*** Block opens ***

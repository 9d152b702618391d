use axum::extract::rejection::{JsonRejection, QueryRejection};
use axum::extract::{Path, Query, State};
use axum::http::StatusCode;
use axum::Json;
use serde::{Deserialize, Serialize};

use riskwatch_common::clock::now_ms;
use riskwatch_common::model::{Alert, AlertStatus, NewAlert, NotificationDelivery, ResolutionType};
use riskwatch_common::repository::{Page, PageRequest};

use super::error::ApiError;
use super::AppState;
use crate::middleware::identity::Caller;

#[derive(Debug, Default, Deserialize)]
pub struct ListParams {
    pub status: Option<String>,
    pub page: Option<u32>,
    pub size: Option<u32>,
}

#[derive(Debug, Default, Deserialize)]
pub struct AcknowledgeRequest {
    pub note: Option<String>,
}

#[derive(Debug, Deserialize)]
#[serde(rename_all = "camelCase")]
pub struct ResolveRequest {
    pub resolution: Option<String>,
    pub resolution_type: Option<String>,
}

#[derive(Debug, Serialize)]
pub struct StatsResponse {
    pub new: u64,
    pub acknowledged: u64,
    pub resolved: u64,
    pub active: u64,
    pub total: u64,
}

/// Maps axum's plain-text body rejection onto the JSON error shape.
pub(crate) fn json_body<T>(body: Result<Json<T>, JsonRejection>) -> Result<T, ApiError> {
    body.map(|Json(v)| v)
        .map_err(|e| ApiError::bad_request(e.body_text()))
}

pub async fn create_alert(
    State(state): State<AppState>,
    body: Result<Json<NewAlert>, JsonRejection>,
) -> Result<(StatusCode, Json<Alert>), ApiError> {
    let new_alert = json_body(body)?;
    let now = now_ms();
    let alert = state.engine.alerts().create(new_alert, now).await?;
    state.metrics.inc_alerts_created();

    let engine = state.engine.clone();
    let dispatched = alert.clone();
    state.dispatches.spawn(async move {
        if let Err(e) = engine.dispatch(&dispatched, now_ms()).await {
            tracing::error!(alert_id = %dispatched.id, error = %e, "dispatch failed");
        }
    });

    Ok((StatusCode::CREATED, Json(alert)))
}

pub async fn list_alerts(
    State(state): State<AppState>,
    params: Result<Query<ListParams>, QueryRejection>,
) -> Result<Json<Page<Alert>>, ApiError> {
    let Query(params) = params.map_err(|e| ApiError::bad_request(e.body_text()))?;
    let status = params
        .status
        .as_deref()
        .filter(|s| !s.is_empty())
        .map(str::parse::<AlertStatus>)
        .transpose()
        .map_err(|e| ApiError::bad_request(e.to_string()))?;
    let defaults = PageRequest::default();
    let page = PageRequest::new(
        params.page.unwrap_or(defaults.page),
        params.size.unwrap_or(defaults.size),
    );
    Ok(Json(state.engine.alerts().list(status, page).await?))
}

pub async fn alert_stats(State(state): State<AppState>) -> Result<Json<StatsResponse>, ApiError> {
    let counts = state.engine.alerts().stats().await?;
    Ok(Json(StatsResponse {
        new: counts.new,
        acknowledged: counts.acknowledged,
        resolved: counts.resolved,
        active: counts.active(),
        total: counts.total(),
    }))
}

pub async fn get_alert(
    State(state): State<AppState>,
    Path(id): Path<String>,
) -> Result<Json<Alert>, ApiError> {
    Ok(Json(state.engine.alerts().get(&id).await?))
}

pub async fn alert_deliveries(
    State(state): State<AppState>,
    Path(id): Path<String>,
) -> Result<Json<Vec<NotificationDelivery>>, ApiError> {
    state.engine.alerts().get(&id).await?;
    Ok(Json(state.engine.tracker().for_alert(&id).await?))
}

pub async fn acknowledge_alert(
    State(state): State<AppState>,
    Caller(user): Caller,
    Path(id): Path<String>,
    body: Result<Json<AcknowledgeRequest>, JsonRejection>,
) -> Result<Json<Alert>, ApiError> {
    let req = match body {
        Ok(Json(req)) => req,
        Err(JsonRejection::MissingJsonContentType(_)) => AcknowledgeRequest::default(),
        Err(e) => return Err(ApiError::bad_request(e.body_text())),
    };

    let t = state
        .engine
        .alerts()
        .acknowledge(&id, &user, req.note, now_ms())
        .await?;
    if t.changed {
        state.metrics.inc_alerts_acknowledged();
    }
    Ok(Json(t.alert))
}

pub async fn resolve_alert(
    State(state): State<AppState>,
    Caller(user): Caller,
    Path(id): Path<String>,
    body: Result<Json<ResolveRequest>, JsonRejection>,
) -> Result<Json<Alert>, ApiError> {
    let req = json_body(body)?;
    let resolution_type: ResolutionType = req
        .resolution_type
        .as_deref()
        .ok_or_else(|| ApiError::bad_request("resolutionType is required"))?
        .parse()
        .map_err(|e: riskwatch_common::model::ParseEnumError| ApiError::bad_request(e.to_string()))?;

    let t = state
        .engine
        .alerts()
        .resolve(&id, &user, req.resolution, resolution_type, now_ms())
        .await?;
    if t.changed {
        state.metrics.inc_alerts_resolved();
    }
    Ok(Json(t.alert))
}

*** Block closes ***

● **What you should do**
Look back at the records above. Repeat all of them exactly.

● **Solution to the problem**
repository 9d152b702618391d
use axum::extract::rejection::{JsonRejection, QueryRejection};
use axum::extract::{Path, Query, State};
use axum::http::StatusCode;
use axum::Json;
use serde::{Deserialize, Serialize};

use riskwatch_common::clock::now_ms;
use riskwatch_common::model::{Alert, AlertStatus, NewAlert, NotificationDelivery, ResolutionType};
use riskwatch_common::repository::{Page, PageRequest};

use super::error::ApiError;
use super::AppState;
use crate::middleware::identity::Caller;

#[derive(Debug, Default, Deserialize)]
pub struct ListParams {
    pub status: Option<String>,
    pub page: Option<u32>,
    pub size: Option<u32>,
}

#[derive(Debug, Default, Deserialize)]
pub struct AcknowledgeRequest {
    pub note: Option<String>,
}

#[derive(Debug, Deserialize)]
#[serde(rename_all = "camelCase")]
pub struct ResolveRequest {
    pub resolution: Option<String>,
    pub resolution_type: Option<String>,
}

#[derive(Debug, Serialize)]
pub struct StatsResponse {
    pub new: u64,
    pub acknowledged: u64,
    pub resolved: u64,
    pub active: u64,
    pub total: u64,
}

/// Maps axum's plain-text body rejection onto the JSON error shape.
pub(crate) fn json_body<T>(body: Result<Json<T>, JsonRejection>) -> Result<T, ApiError> {
    body.map(|Json(v)| v)
        .map_err(|e| ApiError::bad_request(e.body_text()))
}

pub async fn create_alert(
    State(state): State<AppState>,
    body: Result<Json<NewAlert>, JsonRejection>,
) -> Result<(StatusCode, Json<Alert>), ApiError> {
    let new_alert = json_body(body)?;
    let now = now_ms();
    let alert = state.engine.alerts().create(new_alert, now).await?;
    state.metrics.inc_alerts_created();

    let engine = state.engine.clone();
    let dispatched = alert.clone();
    state.dispatches.spawn(async move {
        if let Err(e) = engine.dispatch(&dispatched, now_ms()).await {
            tracing::error!(alert_id = %dispatched.id, error = %e, "dispatch failed");
        }
    });

    Ok((StatusCode::CREATED, Json(alert)))
}

pub async fn list_alerts(
    State(state): State<AppState>,
    params: Result<Query<ListParams>, QueryRejection>,
) -> Result<Json<Page<Alert>>, ApiError> {
    let Query(params) = params.map_err(|e| ApiError::bad_request(e.body_text()))?;
    let status = params
        .status
        .as_deref()
        .filter(|s| !s.is_empty())
        .map(str::parse::<AlertStatus>)
        .transpose()
        .map_err(|e| ApiError::bad_request(e.to_string()))?;
    let defaults = PageRequest::default();
    let page = PageRequest::new(
        params.page.unwrap_or(defaults.page),
        params.size.unwrap_or(defaults.size),
    );
    Ok(Json(state.engine.alerts().list(status, page).await?))
}

pub async fn alert_stats(State(state): State<AppState>) -> Result<Json<StatsResponse>, ApiError> {
    let counts = state.engine.alerts().stats().await?;
    Ok(Json(StatsResponse {
        new: counts.new,
        acknowledged: counts.acknowledged,
        resolved: counts.resolved,
        active: counts.active(),
        total: counts.total(),
    }))
}

pub async fn get_alert(
    State(state): State<AppState>,
    Path(id): Path<String>,
) -> Result<Json<Alert>, ApiError> {
    Ok(Json(state.engine.alerts().get(&id).await?))
}

pub async fn alert_deliveries(
    State(state): State<AppState>,
    Path(id): Path<String>,
) -> Result<Json<Vec<NotificationDelivery>>, ApiError> {
    state.engine.alerts().get(&id).await?;
    Ok(Json(state.engine.tracker().for_alert(&id).await?))
}

pub async fn acknowledge_alert(
    State(state): State<AppState>,
    Caller(user): Caller,
    Path(id): Path<String>,
    body: Result<Json<AcknowledgeRequest>, JsonRejection>,
) -> Result<Json<Alert>, ApiError> {
    let req = match body {
        Ok(Json(req)) => req,
        Err(JsonRejection::MissingJsonContentType(_)) => AcknowledgeRequest::default(),
        Err(e) => return Err(ApiError::bad_request(e.body_text())),
    };

    let t = state
        .engine
        .alerts()
        .acknowledge(&id, &user, req.note, now_ms())
        .await?;
    if t.changed {
        state.metrics.inc_alerts_acknowledged();
    }
    Ok(Json(t.alert))
}

pub async fn resolve_alert(
    State(state): State<AppState>,
    Caller(user): Caller,
    Path(id): Path<String>,
    body: Result<Json<ResolveRequest>, JsonRejection>,
) -> Result<Json<Alert>, ApiError> {
    let req = json_body(body)?;
    let resolution_type: ResolutionType = req
        .resolution_type
        .as_deref()
        .ok_or_else(|| ApiError::bad_request("resolutionType is required"))?
        .parse()
        .map_err(|e: riskwatch_common::model::ParseEnumError| ApiError::bad_request(e.to_string()))?;

    let t = state
        .engine
        .alerts()
        .resolve(&id, &user, req.resolution, resolution_type, now_ms())
        .await?;
    if t.changed {
        state.metrics.inc_alerts_resolved();
    }
    Ok(Json(t.alert))
}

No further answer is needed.